RIDE THE CORTISOL! Training for Warriors Portland
Every morning, humans across the globe feel a similar phenomenon. When the dawn comes, each human is spurred to action by their own biological clock. Some individuals possess a rhythm that keeps them asleep for a few hours later (night owls), while others greet the morning with an unsettling amount of joy (morning larks). Regardless of personal tendencies, the common denominator is cortisol.
Cortisol is a “stress” hormone associated with the sympathetic nervous system.
It governs the doings of things. If this were 50,000 years ago, cortisol is what gets you out of the cave to do your urgently important hunting and gathering.
While our generation doesn’t need to urgently leave the home and kill our own food, our body is still generating cortisol in the same diurnal tradition of using all the daylight for what it is worth. The result is a rising intensity about the tasks of the day, regardless of how mundane our labors may be.
An example from my own life from the not-too-distant past starts out simple.
My eyes glide open while I lie awake in bed. At first, I’m very sleepy, and then I’m awake. I’m still in bed, because I don’t HAVE to be “up” for another hour. As I lie in bed, I get to thinking about everything that I must do that day. Nothing dramatic, I had only a few work and social tasks floating around in my head. These thoughts become louder and louder, eventually giving me the impression that not only are the deadlines for all of my tasks NOW, but they are now equally important! Confronted with these intense ideas, I don’t know where to begin, and anxiety builds…
The polar opposite of that day is the very next day.
Same workload... only when I wake up, I simply leap out of bed and put on my socks and shoes. I make breakfast, drink water, and get ready to face the world. I haven’t thought for one second about the tasks in front of me, but I am already confident.

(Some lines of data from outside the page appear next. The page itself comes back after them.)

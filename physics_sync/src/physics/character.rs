//! Kinematic character controllers driven by per-tick displacement and gravity

use super::colliders::{build_shape, collision_groups, MeshCooker, ResolvedMaterial};
use super::components::{
    CharacterController, ClimbMode, ColliderDescriptor, Colliders, NonWalkableMode,
    PhysicsMaterial,
};
use super::context::PhysicsContext;
use super::convert::{from_vector, to_rotation, to_vector};
use super::lifecycle::RegistryKind;
use super::registry::ControllerHandle;
use super::user_data::{encode_user_data, PhysicsBodyData};
use crate::config::PhysicsSettings;
use crate::core::entity::{EntityId, Scene, Transform};
use crate::error::PhysicsError;
use glam::Vec3;
use rapier3d::control::{CharacterAutostep, CharacterLength, KinematicCharacterController};
use rapier3d::prelude::*;
use std::f32::consts::FRAC_PI_2;
use tracing::{debug, trace, warn};

/// Shape used when the entity has no capsule or box collider
const DEFAULT_CAPSULE_RADIUS: f32 = 0.5;
const DEFAULT_CAPSULE_HEIGHT: f32 = 1.0;

/// Result of one controller update
#[derive(Debug, Clone, Copy, PartialEq)]
pub struct ControllerMove {
    /// Translation actually applied after collision resolution
    pub translation: Vec3,
    pub grounded: bool,
    /// Fall speed after the update
    pub speed_down: f32,
}

/// First capsule or box descriptor on the entity, falling back to a default capsule
fn controller_shape_descriptor(scene: &Scene, entity: EntityId) -> ColliderDescriptor {
    let found = scene.get::<Colliders>(entity).and_then(|colliders| {
        colliders
            .shapes
            .iter()
            .find(|d| matches!(d, ColliderDescriptor::Capsule { .. } | ColliderDescriptor::Box { .. }))
            .cloned()
    });

    found.unwrap_or_else(|| {
        warn!(entity = %entity, "Character controller has no capsule or box collider, using default capsule");
        ColliderDescriptor::capsule(DEFAULT_CAPSULE_RADIUS, DEFAULT_CAPSULE_HEIGHT)
    })
}

/// Copy the descriptor's tunables onto the native controller
pub fn configure_controller(controller: &mut KinematicCharacterController, descriptor: &CharacterController) {
    let slope = descriptor.slope_limit_degrees.clamp(0.0, 90.0).to_radians();

    controller.up = Vector::y_axis();
    controller.offset = CharacterLength::Absolute(descriptor.contact_offset.max(1.0e-4));
    controller.max_slope_climb_angle = slope;
    controller.min_slope_slide_angle = match descriptor.non_walkable_mode {
        NonWalkableMode::PreventClimbing => FRAC_PI_2,
        NonWalkableMode::PreventClimbingAndForceSliding => slope,
    };
    controller.autostep = (descriptor.step_offset > 0.0).then(|| CharacterAutostep {
        max_height: CharacterLength::Absolute(descriptor.step_offset),
        min_width: CharacterLength::Relative(match descriptor.climb_mode {
            ClimbMode::Easy => 0.1,
            ClimbMode::Constrained => 0.5,
        }),
        include_dynamic_bodies: false,
    });
}

/// Create the kinematic controller of `entity`
pub fn create_controller(
    ctx: &mut PhysicsContext,
    scene: &Scene,
    entity: EntityId,
    cooker: &dyn MeshCooker,
) -> Result<RigidBodyHandle, PhysicsError> {
    if let Some(existing) = ctx.registry.controllers.get(&entity) {
        return Ok(existing.body);
    }

    let transform = scene
        .transform(entity)
        .ok_or(PhysicsError::EntityNotFound(entity))?;
    let descriptor = scene
        .get::<CharacterController>(entity)
        .map(|c| (*c).clone())
        .ok_or(PhysicsError::MissingComponent {
            entity,
            component: "CharacterController",
        })?;

    let shape_descriptor = controller_shape_descriptor(scene, entity);
    let shape = build_shape(&shape_descriptor, transform.scale, entity, cooker).ok_or(
        PhysicsError::MissingComponent {
            entity,
            component: "Colliders",
        },
    )?;
    let shape_offset = shape_descriptor.offset();

    let data = ctx.body_data.insert_body(PhysicsBodyData {
        entity,
        scene: ctx.scene,
    });
    let body = ctx.backend.bodies.insert(
        RigidBodyBuilder::kinematic_position_based()
            .translation(to_vector(transform.position + shape_offset))
            .rotation(to_rotation(transform.rotation).scaled_axis())
            .user_data(encode_user_data(data))
            .build(),
    );

    let material = ResolvedMaterial::resolve(
        scene.get::<PhysicsMaterial>(entity).as_deref(),
        &scene.physics.default_material,
    );
    let collider = ColliderBuilder::new(shape)
        .friction(material.friction)
        .restitution(material.restitution)
        .collision_groups(collision_groups(true))
        .active_events(ActiveEvents::COLLISION_EVENTS)
        .build();
    let collider = ctx
        .backend
        .colliders
        .insert_with_parent(collider, body, &mut ctx.backend.bodies);

    let mut controller = KinematicCharacterController::default();
    configure_controller(&mut controller, &descriptor);

    ctx.registry.controllers.insert(
        entity,
        ControllerHandle {
            body,
            collider,
            data,
            controller,
            shape_offset,
            grounded: false,
        },
    );
    ctx.lifecycle.mark_active(RegistryKind::Controller, entity);

    debug!(entity = %entity, "Created character controller");
    Ok(body)
}

pub fn destroy_controller(ctx: &mut PhysicsContext, entity: EntityId) -> bool {
    let Some(controller) = ctx.registry.controllers.remove(&entity) else {
        return false;
    };

    ctx.backend.remove_collider(controller.collider);
    ctx.backend.remove_body(controller.body);
    ctx.body_data.remove_body(controller.data);
    ctx.touches.forget(entity);
    ctx.lifecycle.mark_destroyed(RegistryKind::Controller, entity);

    debug!(entity = %entity, "Destroyed character controller");
    true
}

/// Move one controller by `desired` plus accumulated gravity for a tick of `dt`
///
/// Writes the resulting position back to the entity transform and the new
/// fall speed back to the descriptor.
pub fn update_controller(
    ctx: &mut PhysicsContext,
    scene: &mut Scene,
    entity: EntityId,
    desired: Vec3,
    dt: f32,
    settings: &PhysicsSettings,
) -> Result<ControllerMove, PhysicsError> {
    let mut descriptor = scene
        .get::<CharacterController>(entity)
        .map(|c| (*c).clone())
        .ok_or(PhysicsError::MissingComponent {
            entity,
            component: "CharacterController",
        })?;
    let entry = ctx
        .registry
        .controllers
        .get_mut(&entity)
        .ok_or(PhysicsError::EntityNotFound(entity))?;

    configure_controller(&mut entry.controller, &descriptor);

    let gravity_y = settings.gravity.y;
    if !descriptor.disable_gravity {
        descriptor.speed_down -= gravity_y * dt;
    }

    let up = from_vector(&entry.controller.up);
    let movement = desired - up * descriptor.speed_down * dt;

    let backend = &ctx.backend;
    let (Some(body), Some(collider)) = (
        backend.bodies.get(entry.body),
        backend.colliders.get(entry.collider),
    ) else {
        return Err(PhysicsError::EntityNotFound(entity));
    };
    let position = *body.position();

    let corrected = entry.controller.move_shape(
        dt,
        &backend.bodies,
        &backend.colliders,
        &backend.query_pipeline,
        collider.shape(),
        &position,
        to_vector(movement),
        QueryFilter::default()
            .exclude_rigid_body(entry.body)
            .exclude_sensors(),
        |_| {},
    );

    let translation = from_vector(&corrected.translation);
    let new_center = from_vector(&position.translation.vector) + translation;
    let grounded = corrected.grounded;
    entry.grounded = grounded;
    let shape_offset = entry.shape_offset;
    let body_handle = entry.body;

    if let Some(body) = ctx.backend.bodies.get_mut(body_handle) {
        body.set_next_kinematic_translation(to_vector(new_center));
    }

    if grounded {
        descriptor.speed_down = gravity_y * settings.controller_landing_factor;
    }

    if let Some(mut transform) = scene.get_mut::<Transform>(entity) {
        transform.position = new_center - shape_offset;
    }
    if let Some(mut component) = scene.get_mut::<CharacterController>(entity) {
        component.speed_down = descriptor.speed_down;
    }

    trace!(
        entity = %entity,
        ?translation,
        grounded,
        speed_down = descriptor.speed_down,
        "Character controller moved"
    );

    Ok(ControllerMove {
        translation,
        grounded,
        speed_down: descriptor.speed_down,
    })
}

/// Run every registered controller once, consuming queued displacements
pub fn update_controllers(ctx: &mut PhysicsContext, scene: &mut Scene, dt: f32) {
    let settings = scene.physics.clone();
    let mut entities: Vec<EntityId> = ctx.registry.controllers.keys().copied().collect();
    entities.sort();

    for entity in entities {
        let desired = match scene.get_mut::<CharacterController>(entity) {
            Some(mut component) => std::mem::take(&mut component.displacement),
            None => continue,
        };
        if let Err(err) = update_controller(ctx, scene, entity, desired, dt, &settings) {
            warn!(entity = %entity, error = %err, "Character controller update failed");
        }
    }
}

The key with handling cortisol...
...which is only rising in response to your environment (daylight, workload, physical/emotional stress) is to not think too much. The energy is there for you to literally work with, so USE it!
Get your feet moving, and you should drift towards the tasks which are intuitively more important. If you’re not doing that, then make a list; prioritize them by urgency and importance. Start from the top and work your way down.
I have heard that Buddhist Monks are told to not lie in bed. They can only be in bed if they are sleeping, and that once they awaken, they must get up and get going. Even if this isn’t the case when it comes to the Monks in Siem Riep, this philosophy has done me nothing but good.